Your task: Return each entry unchanged.

━━━━━━━━━━━━━━━━

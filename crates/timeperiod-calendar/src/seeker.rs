// Copyright (c) 2025 Felix Kahle.
//
// Permission is hereby granted, free of charge, to any person obtaining
// a copy of this software and associated documentation files (the
// "Software"), to deal in the Software without restriction, including
// without limitation the rights to use, copy, modify, merge, publish,
// distribute, sublicense, and/or sell copies of the Software, and to
// permit persons to whom the Software is furnished to do so, subject to
// the following conditions:
//
// The above copyright notice and this permission notice shall be
// included in all copies or substantial portions of the Software.
//
// THE SOFTWARE IS PROVIDED "AS IS", WITHOUT WARRANTY OF ANY KIND,
// EXPRESS OR IMPLIED, INCLUDING BUT NOT LIMITED TO THE WARRANTIES OF
// MERCHANTABILITY, FITNESS FOR A PARTICULAR PURPOSE AND
// NONINFRINGEMENT. IN NO EVENT SHALL THE AUTHORS OR COPYRIGHT HOLDERS BE
// LIABLE FOR ANY CLAIM, DAMAGES OR OTHER LIABILITY, WHETHER IN AN ACTION
// OF CONTRACT, TORT OR OTHERWISE, ARISING FROM, OUT OF OR IN CONNECTION
// WITH THE SOFTWARE OR THE USE OR OTHER DEALINGS IN THE SOFTWARE.

//! Day seeking.
//!
//! `DaySeeker` walks day by day from a start day and returns the n-th day
//! passing its filter, which is how "five working days after" style
//! questions are answered. The start day itself never counts. A negative
//! offset seeks against the configured direction.

use crate::{
    calendar::TimeCalendar,
    error::CalendarError,
    filter::CalendarVisitorFilter,
    period::{CalendarPeriod, CalendarUnit},
    visitor::{CalendarVisitor, SeekDirection, VisitStep, start_day_visit},
};
use log::debug;
use timeperiod_core::period::{TimePeriod, TimeRange};

/// State of one `DaySeeker::find_day` run.
#[derive(Clone, Copy, Debug)]
pub struct DaySeekerContext {
    start: CalendarPeriod,
    direction: SeekDirection,
    remaining: u32,
    found: Option<CalendarPeriod>,
}

impl DaySeekerContext {
    #[inline]
    pub fn found(&self) -> Option<CalendarPeriod> {
        self.found
    }

    /// Matching days still to pass.
    #[inline]
    pub fn remaining(&self) -> u32 {
        self.remaining
    }
}

/// Finds the n-th matching day relative to a start day.
///
/// # Examples
///
/// ```rust
/// use timeperiod_calendar::{
///     calendar::TimeCalendar,
///     filter::CalendarVisitorFilter,
///     period::CalendarPeriod,
///     seeker::DaySeeker,
///     visitor::SeekDirection,
/// };
///
/// let calendar = TimeCalendar::default();
/// let mut filter = CalendarVisitorFilter::new();
/// filter.add_working_weekdays();
///
/// let mut seeker = DaySeeker::new(filter, SeekDirection::Forward, calendar);
/// // 2024-01-05 is a Friday.
/// let friday = CalendarPeriod::day(2024, 1, 5, calendar).unwrap();
/// let next = seeker.find_day(&friday, 1).unwrap().unwrap();
/// assert_eq!(next.day_value(), 8);
/// ```
#[derive(Clone, Debug)]
pub struct DaySeeker {
    filter: CalendarVisitorFilter,
    limits: TimeRange,
    direction: SeekDirection,
    calendar: TimeCalendar,
}

impl DaySeeker {
    /// Creates a seeker without limits.
    pub fn new(
        filter: CalendarVisitorFilter,
        direction: SeekDirection,
        calendar: TimeCalendar,
    ) -> Self {
        Self {
            filter,
            limits: TimeRange::anytime(),
            direction,
            calendar,
        }
    }

    /// Restricts candidate days to `limits`. The seek gives up once it
    /// walks past them.
    pub fn with_limits(mut self, limits: &dyn TimePeriod) -> Self {
        self.limits = limits.to_range();
        self
    }

    /// Returns the day `offset` matching days away from `start`, `None` when
    /// the limits or the date range run out first. An offset of zero returns
    /// `start` unchanged.
    ///
    /// # Errors
    ///
    /// Returns `CalendarError::UnexpectedUnit` if `start` is not a day.
    pub fn find_day(
        &mut self,
        start: &CalendarPeriod,
        offset: i32,
    ) -> Result<Option<CalendarPeriod>, CalendarError> {
        if start.unit() != CalendarUnit::Day {
            return Err(CalendarError::UnexpectedUnit {
                expected: CalendarUnit::Day,
                found: start.unit(),
            });
        }
        if offset == 0 {
            return Ok(Some(*start));
        }

        let direction = if offset > 0 {
            self.direction
        } else {
            self.direction.reversed()
        };
        let mut context = DaySeekerContext {
            start: *start,
            direction,
            remaining: offset.unsigned_abs(),
            found: None,
        };
        start_day_visit(self, start, &mut context, direction)?;
        debug!(
            "event=find_day module=seeker start={} offset={} found={:?}",
            start.date(),
            offset,
            context.found.map(|day| day.date())
        );
        Ok(context.found)
    }

    fn is_past_limits(&self, day: &CalendarPeriod, direction: SeekDirection) -> bool {
        match direction {
            SeekDirection::Forward => day.start() >= self.limits.end(),
            SeekDirection::Backward => day.end() <= self.limits.start(),
        }
    }
}

impl CalendarVisitor for DaySeeker {
    type Context = DaySeekerContext;

    fn filter(&self) -> &CalendarVisitorFilter {
        &self.filter
    }

    fn limits(&self) -> &TimeRange {
        &self.limits
    }

    fn seek_direction(&self) -> SeekDirection {
        self.direction
    }

    fn calendar(&self) -> &TimeCalendar {
        &self.calendar
    }

    fn enter_years(&mut self, _years: &CalendarPeriod, context: &mut DaySeekerContext) -> bool {
        context.found.is_none()
    }

    fn enter_months(&mut self, _year: &CalendarPeriod, context: &mut DaySeekerContext) -> bool {
        context.found.is_none()
    }

    fn enter_days(&mut self, _month: &CalendarPeriod, context: &mut DaySeekerContext) -> bool {
        context.found.is_none()
    }

    fn enter_hours(&mut self, _day: &CalendarPeriod, _context: &mut DaySeekerContext) -> bool {
        false
    }

    fn on_visit_day(&mut self, day: &CalendarPeriod, context: &mut DaySeekerContext) -> VisitStep {
        if context.found.is_some() || self.is_past_limits(day, context.direction) {
            return VisitStep::Stop;
        }
        if day.is_same_period(&context.start) {
            return VisitStep::Descend;
        }
        if !self.is_matching_day(day) || !self.check_limits(day) {
            return VisitStep::Descend;
        }

        context.remaining -= 1;
        if context.remaining == 0 {
            context.found = Some(*day);
            return VisitStep::Stop;
        }
        VisitStep::Descend
    }
}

━━━━━━━━━━━━━━━━

Your solution:
filename crates/timeperiod-calendar/src/seeker.rs
// Copyright (c) 2025 Felix Kahle.
//
// Permission is hereby granted, free of charge, to any person obtaining
// a copy of this software and associated documentation files (the
// "Software"), to deal in the Software without restriction, including
// without limitation the rights to use, copy, modify, merge, publish,
// distribute, sublicense, and/or sell copies of the Software, and to
// permit persons to whom the Software is furnished to do so, subject to
// the following conditions:
//
// The above copyright notice and this permission notice shall be
// included in all copies or substantial portions of the Software.
//
// THE SOFTWARE IS PROVIDED "AS IS", WITHOUT WARRANTY OF ANY KIND,
// EXPRESS OR IMPLIED, INCLUDING BUT NOT LIMITED TO THE WARRANTIES OF
// MERCHANTABILITY, FITNESS FOR A PARTICULAR PURPOSE AND
// NONINFRINGEMENT. IN NO EVENT SHALL THE AUTHORS OR COPYRIGHT HOLDERS BE
// LIABLE FOR ANY CLAIM, DAMAGES OR OTHER LIABILITY, WHETHER IN AN ACTION
// OF CONTRACT, TORT OR OTHERWISE, ARISING FROM, OUT OF OR IN CONNECTION
// WITH THE SOFTWARE OR THE USE OR OTHER DEALINGS IN THE SOFTWARE.

//! Day seeking.
//!
//! `DaySeeker` walks day by day from a start day and returns the n-th day
//! passing its filter, which is how "five working days after" style
//! questions are answered. The start day itself never counts. A negative
//! offset seeks against the configured direction.

use crate::{
    calendar::TimeCalendar,
    error::CalendarError,
    filter::CalendarVisitorFilter,
    period::{CalendarPeriod, CalendarUnit},
    visitor::{CalendarVisitor, SeekDirection, VisitStep, start_day_visit},
};
use log::debug;
use timeperiod_core::period::{TimePeriod, TimeRange};

/// State of one `DaySeeker::find_day` run.
#[derive(Clone, Copy, Debug)]
pub struct DaySeekerContext {
    start: CalendarPeriod,
    direction: SeekDirection,
    remaining: u32,
    found: Option<CalendarPeriod>,
}

impl DaySeekerContext {
    #[inline]
    pub fn found(&self) -> Option<CalendarPeriod> {
        self.found
    }

    /// Matching days still to pass.
    #[inline]
    pub fn remaining(&self) -> u32 {
        self.remaining
    }
}

/// Finds the n-th matching day relative to a start day.
///
/// # Examples
///
/// ```rust
/// use timeperiod_calendar::{
///     calendar::TimeCalendar,
///     filter::CalendarVisitorFilter,
///     period::CalendarPeriod,
///     seeker::DaySeeker,
///     visitor::SeekDirection,
/// };
///
/// let calendar = TimeCalendar::default();
/// let mut filter = CalendarVisitorFilter::new();
/// filter.add_working_weekdays();
///
/// let mut seeker = DaySeeker::new(filter, SeekDirection::Forward, calendar);
/// // 2024-01-05 is a Friday.
/// let friday = CalendarPeriod::day(2024, 1, 5, calendar).unwrap();
/// let next = seeker.find_day(&friday, 1).unwrap().unwrap();
/// assert_eq!(next.day_value(), 8);
/// ```
#[derive(Clone, Debug)]
pub struct DaySeeker {
    filter: CalendarVisitorFilter,
    limits: TimeRange,
    direction: SeekDirection,
    calendar: TimeCalendar,
}

impl DaySeeker {
    /// Creates a seeker without limits.
    pub fn new(
        filter: CalendarVisitorFilter,
        direction: SeekDirection,
        calendar: TimeCalendar,
    ) -> Self {
        Self {
            filter,
            limits: TimeRange::anytime(),
            direction,
            calendar,
        }
    }

    /// Restricts candidate days to `limits`. The seek gives up once it
    /// walks past them.
    pub fn with_limits(mut self, limits: &dyn TimePeriod) -> Self {
        self.limits = limits.to_range();
        self
    }

    /// Returns the day `offset` matching days away from `start`, `None` when
    /// the limits or the date range run out first. An offset of zero returns
    /// `start` unchanged.
    ///
    /// # Errors
    ///
    /// Returns `CalendarError::UnexpectedUnit` if `start` is not a day.
    pub fn find_day(
        &mut self,
        start: &CalendarPeriod,
        offset: i32,
    ) -> Result<Option<CalendarPeriod>, CalendarError> {
        if start.unit() != CalendarUnit::Day {
            return Err(CalendarError::UnexpectedUnit {
                expected: CalendarUnit::Day,
                found: start.unit(),
            });
        }
        if offset == 0 {
            return Ok(Some(*start));
        }

        let direction = if offset > 0 {
            self.direction
        } else {
            self.direction.reversed()
        };
        let mut context = DaySeekerContext {
            start: *start,
            direction,
            remaining: offset.unsigned_abs(),
            found: None,
        };
        start_day_visit(self, start, &mut context, direction)?;
        debug!(
            "event=find_day module=seeker start={} offset={} found={:?}",
            start.date(),
            offset,
            context.found.map(|day| day.date())
        );
        Ok(context.found)
    }

    fn is_past_limits(&self, day: &CalendarPeriod, direction: SeekDirection) -> bool {
        match direction {
            SeekDirection::Forward => day.start() >= self.limits.end(),
            SeekDirection::Backward => day.end() <= self.limits.start(),
        }
    }
}

impl CalendarVisitor for DaySeeker {
    type Context = DaySeekerContext;

    fn filter(&self) -> &CalendarVisitorFilter {
        &self.filter
    }

    fn limits(&self) -> &TimeRange {
        &self.limits
    }

    fn seek_direction(&self) -> SeekDirection {
        self.direction
    }

    fn calendar(&self) -> &TimeCalendar {
        &self.calendar
    }

    fn enter_years(&mut self, _years: &CalendarPeriod, context: &mut DaySeekerContext) -> bool {
        context.found.is_none()
    }

    fn enter_months(&mut self, _year: &CalendarPeriod, context: &mut DaySeekerContext) -> bool {
        context.found.is_none()
    }

    fn enter_days(&mut self, _month: &CalendarPeriod, context: &mut DaySeekerContext) -> bool {
        context.found.is_none()
    }

    fn enter_hours(&mut self, _day: &CalendarPeriod, _context: &mut DaySeekerContext) -> bool {
        false
    }

    fn on_visit_day(&mut self, day: &CalendarPeriod, context: &mut DaySeekerContext) -> VisitStep {
        if context.found.is_some() || self.is_past_limits(day, context.direction) {
            return VisitStep::Stop;
        }
        if day.is_same_period(&context.start) {
            return VisitStep::Descend;
        }
        if !self.is_matching_day(day) || !self.check_limits(day) {
            return VisitStep::Descend;
        }

        context.remaining -= 1;
        if context.remaining == 0 {
            context.found = Some(*day);
            return VisitStep::Stop;
        }
        VisitStep::Descend
    }
}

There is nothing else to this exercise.